Task input:
━━━━━━━━━━━━━━━━━━━━━━━━━━━━━━

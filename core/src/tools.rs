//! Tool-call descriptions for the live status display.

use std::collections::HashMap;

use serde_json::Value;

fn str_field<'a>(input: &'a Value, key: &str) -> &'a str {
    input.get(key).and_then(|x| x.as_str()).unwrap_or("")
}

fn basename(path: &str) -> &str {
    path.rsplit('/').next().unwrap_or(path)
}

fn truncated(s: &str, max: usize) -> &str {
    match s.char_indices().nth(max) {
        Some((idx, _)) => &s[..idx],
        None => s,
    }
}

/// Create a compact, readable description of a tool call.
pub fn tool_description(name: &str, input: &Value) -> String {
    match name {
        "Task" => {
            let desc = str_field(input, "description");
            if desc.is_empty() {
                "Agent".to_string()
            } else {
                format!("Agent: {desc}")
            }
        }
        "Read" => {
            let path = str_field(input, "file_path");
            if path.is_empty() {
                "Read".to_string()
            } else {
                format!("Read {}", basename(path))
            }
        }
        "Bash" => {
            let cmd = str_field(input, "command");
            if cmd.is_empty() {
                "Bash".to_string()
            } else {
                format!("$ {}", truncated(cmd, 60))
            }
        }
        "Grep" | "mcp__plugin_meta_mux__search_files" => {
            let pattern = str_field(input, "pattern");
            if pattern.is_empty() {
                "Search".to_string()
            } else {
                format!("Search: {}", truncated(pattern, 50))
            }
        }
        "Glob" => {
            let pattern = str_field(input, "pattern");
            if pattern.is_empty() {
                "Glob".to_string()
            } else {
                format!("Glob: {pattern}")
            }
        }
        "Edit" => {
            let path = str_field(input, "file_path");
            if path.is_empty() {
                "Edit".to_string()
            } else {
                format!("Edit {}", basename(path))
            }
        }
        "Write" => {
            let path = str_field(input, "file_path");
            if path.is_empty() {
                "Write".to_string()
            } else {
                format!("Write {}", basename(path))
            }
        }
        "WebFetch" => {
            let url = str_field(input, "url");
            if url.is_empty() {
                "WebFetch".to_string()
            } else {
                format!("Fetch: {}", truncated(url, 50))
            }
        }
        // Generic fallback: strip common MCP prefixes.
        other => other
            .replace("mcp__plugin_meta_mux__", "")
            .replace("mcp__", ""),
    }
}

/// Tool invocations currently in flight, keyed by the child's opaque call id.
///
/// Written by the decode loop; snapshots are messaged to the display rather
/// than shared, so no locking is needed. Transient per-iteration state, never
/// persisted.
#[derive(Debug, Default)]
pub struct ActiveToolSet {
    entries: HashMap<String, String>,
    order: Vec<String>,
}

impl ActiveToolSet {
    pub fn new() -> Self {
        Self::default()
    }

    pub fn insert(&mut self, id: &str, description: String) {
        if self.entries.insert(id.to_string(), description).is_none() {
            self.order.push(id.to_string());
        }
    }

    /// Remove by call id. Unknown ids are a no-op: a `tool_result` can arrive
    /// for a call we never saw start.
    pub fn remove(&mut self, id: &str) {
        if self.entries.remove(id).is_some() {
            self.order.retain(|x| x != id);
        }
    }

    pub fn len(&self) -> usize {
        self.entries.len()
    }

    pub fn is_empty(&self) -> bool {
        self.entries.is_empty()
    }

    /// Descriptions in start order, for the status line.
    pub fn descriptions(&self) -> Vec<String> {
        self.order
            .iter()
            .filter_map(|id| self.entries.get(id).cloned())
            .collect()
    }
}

━━━━━━━━━━━━━━━━━━━━━━━━━━━━━━

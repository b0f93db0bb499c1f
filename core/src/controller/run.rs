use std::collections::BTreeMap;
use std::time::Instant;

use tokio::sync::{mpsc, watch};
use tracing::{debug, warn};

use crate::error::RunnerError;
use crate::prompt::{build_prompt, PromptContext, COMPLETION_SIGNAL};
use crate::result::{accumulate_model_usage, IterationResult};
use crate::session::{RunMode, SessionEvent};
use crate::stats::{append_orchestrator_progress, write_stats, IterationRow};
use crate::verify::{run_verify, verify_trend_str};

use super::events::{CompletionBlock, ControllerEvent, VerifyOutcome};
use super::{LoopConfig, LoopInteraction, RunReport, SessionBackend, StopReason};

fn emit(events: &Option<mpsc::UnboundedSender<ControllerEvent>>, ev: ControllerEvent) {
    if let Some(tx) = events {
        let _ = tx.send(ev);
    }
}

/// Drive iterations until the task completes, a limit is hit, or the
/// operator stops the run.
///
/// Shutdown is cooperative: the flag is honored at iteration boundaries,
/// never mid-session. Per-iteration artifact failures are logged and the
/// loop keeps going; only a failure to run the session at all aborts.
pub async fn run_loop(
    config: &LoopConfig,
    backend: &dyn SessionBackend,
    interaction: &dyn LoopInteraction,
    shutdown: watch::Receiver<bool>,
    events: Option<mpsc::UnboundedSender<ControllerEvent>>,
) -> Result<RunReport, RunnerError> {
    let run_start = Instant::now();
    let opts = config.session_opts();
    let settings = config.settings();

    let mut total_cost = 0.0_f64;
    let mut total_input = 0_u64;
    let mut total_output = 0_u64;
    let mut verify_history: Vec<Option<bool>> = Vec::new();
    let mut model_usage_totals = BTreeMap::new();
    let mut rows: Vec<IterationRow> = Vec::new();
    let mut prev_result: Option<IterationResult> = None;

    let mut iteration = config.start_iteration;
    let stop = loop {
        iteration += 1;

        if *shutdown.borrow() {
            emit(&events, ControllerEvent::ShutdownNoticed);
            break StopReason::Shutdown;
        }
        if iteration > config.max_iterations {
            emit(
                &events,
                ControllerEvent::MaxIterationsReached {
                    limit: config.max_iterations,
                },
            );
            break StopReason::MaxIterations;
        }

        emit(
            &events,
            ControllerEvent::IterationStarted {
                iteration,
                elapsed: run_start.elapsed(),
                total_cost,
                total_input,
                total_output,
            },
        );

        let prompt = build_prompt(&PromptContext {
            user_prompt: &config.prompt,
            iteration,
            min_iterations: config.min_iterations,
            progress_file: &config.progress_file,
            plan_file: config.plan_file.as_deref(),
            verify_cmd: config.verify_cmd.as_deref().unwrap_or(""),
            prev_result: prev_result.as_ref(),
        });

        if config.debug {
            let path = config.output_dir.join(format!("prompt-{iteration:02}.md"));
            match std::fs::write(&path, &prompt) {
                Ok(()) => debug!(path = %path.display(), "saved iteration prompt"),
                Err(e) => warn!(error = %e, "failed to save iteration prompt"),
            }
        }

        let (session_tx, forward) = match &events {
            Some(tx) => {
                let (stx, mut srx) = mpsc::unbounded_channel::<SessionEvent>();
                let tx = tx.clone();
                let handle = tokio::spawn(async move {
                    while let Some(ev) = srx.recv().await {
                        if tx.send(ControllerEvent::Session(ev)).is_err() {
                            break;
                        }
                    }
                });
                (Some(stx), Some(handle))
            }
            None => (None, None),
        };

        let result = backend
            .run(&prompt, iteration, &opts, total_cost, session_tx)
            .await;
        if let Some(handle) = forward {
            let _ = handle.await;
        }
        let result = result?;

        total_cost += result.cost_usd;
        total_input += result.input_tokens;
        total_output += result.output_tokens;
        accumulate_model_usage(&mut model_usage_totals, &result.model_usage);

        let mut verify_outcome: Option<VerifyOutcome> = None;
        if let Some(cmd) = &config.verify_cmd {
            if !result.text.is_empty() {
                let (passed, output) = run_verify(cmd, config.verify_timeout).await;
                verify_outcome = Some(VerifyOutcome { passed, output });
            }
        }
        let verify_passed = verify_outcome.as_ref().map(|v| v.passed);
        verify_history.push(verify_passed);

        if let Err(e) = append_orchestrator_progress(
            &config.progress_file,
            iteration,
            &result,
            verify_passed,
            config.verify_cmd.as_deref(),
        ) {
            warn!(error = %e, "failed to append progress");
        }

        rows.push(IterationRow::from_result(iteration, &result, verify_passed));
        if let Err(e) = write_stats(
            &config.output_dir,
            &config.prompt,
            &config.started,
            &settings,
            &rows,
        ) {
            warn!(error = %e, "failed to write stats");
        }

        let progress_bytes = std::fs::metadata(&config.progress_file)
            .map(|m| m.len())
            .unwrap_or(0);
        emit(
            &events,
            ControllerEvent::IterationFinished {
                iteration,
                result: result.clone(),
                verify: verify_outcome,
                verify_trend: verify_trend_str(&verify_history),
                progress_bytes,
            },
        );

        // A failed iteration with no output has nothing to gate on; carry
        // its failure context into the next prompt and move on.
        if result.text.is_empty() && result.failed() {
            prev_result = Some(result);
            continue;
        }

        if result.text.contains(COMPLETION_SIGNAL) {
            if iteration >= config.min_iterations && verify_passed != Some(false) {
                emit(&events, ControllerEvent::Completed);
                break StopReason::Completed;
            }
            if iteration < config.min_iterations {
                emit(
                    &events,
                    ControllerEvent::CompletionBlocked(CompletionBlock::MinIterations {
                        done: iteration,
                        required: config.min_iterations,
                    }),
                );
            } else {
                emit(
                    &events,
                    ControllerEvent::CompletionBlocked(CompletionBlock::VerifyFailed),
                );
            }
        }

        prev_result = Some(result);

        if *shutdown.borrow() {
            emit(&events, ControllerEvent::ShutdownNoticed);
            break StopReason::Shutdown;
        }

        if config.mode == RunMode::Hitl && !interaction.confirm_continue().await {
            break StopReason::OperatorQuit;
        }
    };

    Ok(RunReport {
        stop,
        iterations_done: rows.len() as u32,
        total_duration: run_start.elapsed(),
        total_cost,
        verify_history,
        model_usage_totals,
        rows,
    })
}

━━━━━━━━━━━━━━━━━━━━━━━━━━━━━━

Exercise aim: Copy out, exactly and alone, the lines of the entries above between the ones holding "filename core/src/tools.rs" and "fn basename(path: &str)", inclusive.

Exercise solution:
filename core/src/tools.rs
//! Tool-call descriptions for the live status display.

use std::collections::HashMap;

use serde_json::Value;

fn str_field<'a>(input: &'a Value, key: &str) -> &'a str {
    input.get(key).and_then(|x| x.as_str()).unwrap_or("")
}

fn basename(path: &str) -> &str {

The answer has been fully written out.